Warning: This is a very deep and emotional post!


One of the hardest things for me to do in life.....is TO REMOVE MY SHELL.

I am a guarded person! It's hard for me to let my guard down. It's not without good reason. It's because of many things..... I have been hurt and violated in ways that are unimaginable....

One thing that I never ever talk about ......
and I am shaking now even thinking about it is.....

Being sexually assaulted when I was 20 years old.....

I went to a party with my older cousin Tonya.....
We had been party hopping all night...

We ended up on what we call THE LOW END of the city....

I had a couple of drinks....nothing major, maybe 2 wine coolers or something and I was having a good time....

That night I thought I was the shit....I had just gotten my hair done, A symetrical bob, short on my left side, very long on the right, tapered in the back. I had on what I call the EN VOGUE dress, it was black, skin TIGHT, SHORT.............I had on the baddest peep toe pumps with a white bow in the back. I was FLAWLESS THAT NIGHT.....and I knew it.....AND SHOWED IT....
I was young and cocky....... I was getting a lot of action that night. Phone numbers were exchanged, dinner offers were made, and I knew DAMN WELL I WASN'T GONNA CALL OR GO OUT WITH ANYBODY BECAUSE I WAS ENGAGED TO BAPTISTE at the time and I had a little boy waiting for me at home.....BUT IT WAS FUN......GETTING ATTENTION........
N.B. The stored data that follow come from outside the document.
/// Match a chunk's explicit reference candidates against the symbol
/// registry, keeping only the highest-confidence link per resolved entity
/// QN.
#[must_use]
pub fn match_explicit_links(chunk: &DocumentChunk, registry: &SymbolRegistry) -> Vec<DocumentLink> {
    let mut best: HashMap<String, DocumentLink> = HashMap::new();

    for reference in &chunk.explicit_references {
        let hits = explicit_matches(reference, registry);
        for (qn, kind, pattern) in hits {
            let confidence = DocumentLink::explicit_confidence(pattern);
            let better = match best.get(&qn) {
                Some(existing) => confidence > existing.confidence,
                None => true,
            };
            if better {
                best.insert(
                    qn.clone(),
                    DocumentLink {
                        id: LinkIdFactory::new(chunk.id, &qn),
                        chunk_id: chunk.id,
                        entity_qn: qn,
                        entity_kind: kind.to_owned(),
                        file_path: PathBuf::new(),
                        link_type: LinkType::Explicit,
                        confidence,
                        line_range_start: None,
                        line_range_end: None,
                        code_version_hash: None,
                        reasoning: None,
                    },
                );
            }
        }
    }

    best.into_values().collect()
}

fn explicit_matches(reference: &str, registry: &SymbolRegistry) -> Vec<(String, &'static str, ExplicitMatchPattern)> {
    if let Some(kind) = registry.get(reference) {
        return vec![(reference.to_owned(), kind, ExplicitMatchPattern::ExactQn)];
    }

    let segments: Vec<&str> = reference.rsplit('.').take(2).collect();
    if segments.len() == 2 {
        let two_segment_suffix = format!("{}.{}", segments[1], segments[0]);
        let suffix_hits: Vec<_> = registry
            .find_ending_with(&two_segment_suffix)
            .into_iter()
            .filter_map(|qn| registry.get(&qn).map(|kind| (qn, kind, ExplicitMatchPattern::TwoSegmentSuffix)))
            .collect();
        if !suffix_hits.is_empty() {
            return suffix_hits;
        }
    }

    let simple = reference.rsplit('.').next().unwrap_or(reference);
    registry.find_by_simple_name(simple).into_iter().filter_map(|qn| registry.get(&qn).map(|kind| (qn, kind, ExplicitMatchPattern::SimpleNameSuffix))).collect()
}

/// Deterministic id derivation so re-running link establishment over an
/// unchanged chunk produces the same link ids instead of churning them.
struct LinkIdFactory;

impl LinkIdFactory {
    fn new(chunk_id: ChunkId, entity_qn: &str) -> codegraph_domain::value_objects::LinkId {
        codegraph_domain::value_objects::LinkId::from_name(&format!("{chunk_id}:{entity_qn}"))
    }
}

#[derive(Debug, Deserialize)]
struct LinkVerdict {
    entity_qn: String,
    relevance: Relevance,
    reasoning: String,
}

#[derive(Debug, Deserialize)]
struct LinkVerdicts {
    links: Vec<LinkVerdict>,
}

/// Orchestrates the document pipeline's store/provider dependencies.
pub struct DocumentPipeline {
    relational: Arc<dyn RelationalStore>,
    vector: Arc<dyn VectorStore>,
    embedder: Arc<dyn EmbeddingProvider>,
    llm: Arc<dyn LlmProvider>,
}

impl DocumentPipeline {
    #[must_use]
    pub fn new(relational: Arc<dyn RelationalStore>, vector: Arc<dyn VectorStore>, embedder: Arc<dyn EmbeddingProvider>, llm: Arc<dyn LlmProvider>) -> Self {
        Self { relational, vector, embedder, llm }
    }

    /// Upsert `document`, replace its chunks, and return the freshly
    /// inserted chunks for link establishment.
    pub async fn reindex_document(&self, document: &Document, chunks: Vec<DocumentChunk>) -> Result<Vec<DocumentChunk>> {
        self.relational.upsert_document(document).await?;
        self.relational.delete_chunks_for_document(document.id).await?;
        self.relational.insert_chunks(&chunks).await?;
        Ok(chunks)
    }

    /// Establish explicit and implicit links for `chunk` and persist them,
    /// replacing any links from a previous run.
    pub async fn establish_links(&self, chunk: &DocumentChunk, registry: &SymbolRegistry, project_name: &str) -> Result<Vec<DocumentLink>> {
        let mut links = match_explicit_links(chunk, registry);
        let explicit_qns: std::collections::HashSet<&str> = links.iter().map(|l| l.entity_qn.as_str()).collect();

        let implicit = self.find_implicit_links(chunk, project_name).await?;
        for link in implicit {
            if !explicit_qns.contains(link.entity_qn.as_str()) {
                links.push(link);
            }
        }

        self.relational.replace_links(chunk.id, &links).await?;
        Ok(links)
    }

    async fn find_implicit_links(&self, chunk: &DocumentChunk, project_name: &str) -> Result<Vec<DocumentLink>> {
        let vector = self.embedder.embed(&chunk.content).await?;
        let filter = PayloadFilter::eq("project_name", project_name.to_owned());
        let hits = self.vector.search(CODE_CHUNKS_COLLECTION, &vector, IMPLICIT_LINK_CANDIDATE_COUNT, Some(filter)).await?;

        if hits.is_empty() {
            return Ok(Vec::new());
        }

        let candidates: Vec<(String, String)> = hits
            .iter()
            .filter_map(|hit| {
                let qn = hit.payload.get("graph_node_id")?.as_str()?.to_owned();
                let kind = hit.payload.get("entity_type")?.as_str()?.to_owned();
                Some((qn, kind))
            })
            .collect();

        let prompt = render_link_finder_prompt(chunk, &candidates);
        let reply = self.llm.complete(&prompt, Some(512), Some(0.0)).await?;

        let verdicts: LinkVerdicts = match codegraph_utils::parse_tolerant(&reply) {
            Ok(v) => v,
            Err(err) => {
                warn!(error = %err, "link finder returned unparseable JSON, skipping implicit links for this chunk");
                return Ok(Vec::new());
            }
        };

        let candidate_kinds: HashMap<&str, &str> = candidates.iter().map(|(qn, kind)| (qn.as_str(), kind.as_str())).collect();

        Ok(verdicts
            .links
            .into_iter()
            .filter_map(|verdict| {
                let kind = candidate_kinds.get(verdict.entity_qn.as_str())?;
                Some(DocumentLink {
                    id: LinkIdFactory::new(chunk.id, &verdict.entity_qn),
                    chunk_id: chunk.id,
                    confidence: DocumentLink::implicit_confidence(verdict.relevance),
                    entity_qn: verdict.entity_qn,
                    entity_kind: (*kind).to_owned(),
                    file_path: PathBuf::new(),
                    link_type: LinkType::Implicit,
                    line_range_start: None,
                    line_range_end: None,
                    code_version_hash: None,
                    reasoning: Some(verdict.reasoning),
                })
            })
            .collect())
    }
}

fn render_link_finder_prompt(chunk: &DocumentChunk, candidates: &[(String, String)]) -> Vec<ChatMessage> {
    let system = ChatMessage::system(
        "You judge whether a documentation passage is actually about specific code entities. \
         Reply with JSON only: {\"links\": [{\"entity_qn\": string, \"relevance\": \"high\"|\"medium\"|\"low\", \"reasoning\": string}]}. \
         Only include entity_qn values taken verbatim from the candidate list.",
    );
    let candidate_list: String = candidates.iter().map(|(qn, kind)| format!("- {qn} ({kind})")).collect::<Vec<_>>().join("\n");
    let user = ChatMessage::user(format!("Documentation passage:\n{}\n\nCandidate entities:\n{candidate_list}\n", chunk.content));
    vec![system, user]
}

#[cfg(test)]
mod tests {
    use super::*;

    #[test]
    fn extracts_title_from_first_level_one_heading() {
        let content = "intro text\n# My Title\nmore text\n";
        assert_eq!(extract_title(content, Path::new("doc.md")), "My Title");
    }

    #[test]
    fn falls_back_to_file_stem_when_no_heading_present() {
        let content = "no headings here\n";
        assert_eq!(extract_title(content, Path::new("readme.md")), "readme");
    }

    #[test]
    fn chunk_markdown_tracks_heading_path_per_section() {
        let content = "# Top\n\nintro\n\n## Sub\n\ndetail\n";
        let counter = TokenCounter::new();
        let chunks = chunk_markdown(content, DocumentId::new(), "proj", &counter, 1000, 100);

        assert_eq!(chunks.len(), 2);
        assert_eq!(chunks[0].heading_path, vec!["Top".to_owned()]);
        assert_eq!(chunks[1].heading_path, vec!["Top".to_owned(), "Sub".to_owned()]);
    }

    #[test]
    fn extract_explicit_references_finds_dotted_identifiers_in_code_spans() {
        let text = "See `proj.a.Foo.bar` for details, plain prose `not.this.one` too.\n```\nproj.b.Baz.qux()\n```\n";
        let refs = extract_explicit_references(text);
        assert!(refs.contains(&"proj.a.Foo.bar".to_owned()));
        assert!(refs.contains(&"proj.b.Baz.qux".to_owned()));
    }

    #[test]
    fn match_explicit_links_prefers_exact_qn_over_suffix() {
        let mut registry = SymbolRegistry::new();
        registry.register("proj.a.Foo.bar", "method");

        let chunk = DocumentChunk {
            id: ChunkId::new(),
            document_id: DocumentId::new(),
            project_name: "proj".to_owned(),
            content: String::new(),
            heading_path: vec![],
            heading_level: 0,
            start_line: 1,
            end_line: 1,
            content_hash: String::new(),
            explicit_references: vec!["proj.a.Foo.bar".to_owned()],
            drift_status: DriftStatus::Unknown,
            drift_score: None,
        };

        let links = match_explicit_links(&chunk, &registry);
        assert_eq!(links.len(), 1);
        assert_eq!(links[0].confidence, DocumentLink::explicit_confidence(ExplicitMatchPattern::ExactQn));
    }
}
My cousin Tonya had met up with a guy at the party and around 1:30 a.m she told me she was leaving with this guy.....and she asked me was I ok! I said yes, but I was really mad. How is this bitch gonna leave me at a party that I don't know anybody! She left and I stayed. At 2am....I noticed that the Male/female ratio in the party was off....It was more men than women and I felt a little uncomfortable.......so I called Baptiste and he didn't answer! I called my brother and he told me he was all the way up north and he could get there between a half hour to 45 minutes..... I DID NOT WANT TO WAIT THAT LONG, BECAUSE I FELT UNCOMFORTABLE......
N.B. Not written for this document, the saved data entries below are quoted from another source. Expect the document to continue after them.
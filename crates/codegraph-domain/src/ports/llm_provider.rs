//! LLM provider port: chat completion for summarization, implicit-link
//! judging, and drift explanation, per §6.

use async_trait::async_trait;

use crate::error::Result;

/// The role a chat message was authored with.
#[derive(Debug, Clone, Copy, PartialEq, Eq)]
pub enum ChatRole {
    System,
    User,
}

/// One message in a chat completion request.
#[derive(Debug, Clone, PartialEq, Eq)]
pub struct ChatMessage {
    pub role: ChatRole,
    pub content: String,
}

impl ChatMessage {
    #[must_use]
    pub fn system(content: impl Into<String>) -> Self {
        Self { role: ChatRole::System, content: content.into() }
    }

    #[must_use]
    pub fn user(content: impl Into<String>) -> Self {
        Self { role: ChatRole::User, content: content.into() }
    }
}

/// A chat-completion-capable LLM backend.
///
/// Callers are responsible for retrying on
/// [`crate::error::Error::RateLimit`] using [`crate::constants::retry`];
/// implementations only classify the failure.
#[async_trait]
pub trait LlmProvider: Send + Sync {
    /// Run one chat completion, returning the assistant's reply text.
    async fn complete(
        &self,
        messages: &[ChatMessage],
        max_tokens: Option<u32>,
        temperature: Option<f32>,
    ) -> Result<String>;
}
I called my play brother Vertrell and he didn't answer... So I said FUCK IT....I am about to go to my car and drive home. I thought I was being very aware of my surroundings. When a guy walked up to me and asked me did I have any jumper cables......I felt funny, but I told him I did and began to walk over to my car, with my shoes in one hand and my keys in another. AS I got ready to stick my keys in the car to pop the trunk, a van sped up next to my car, and before I could yell, I was pulled in this van......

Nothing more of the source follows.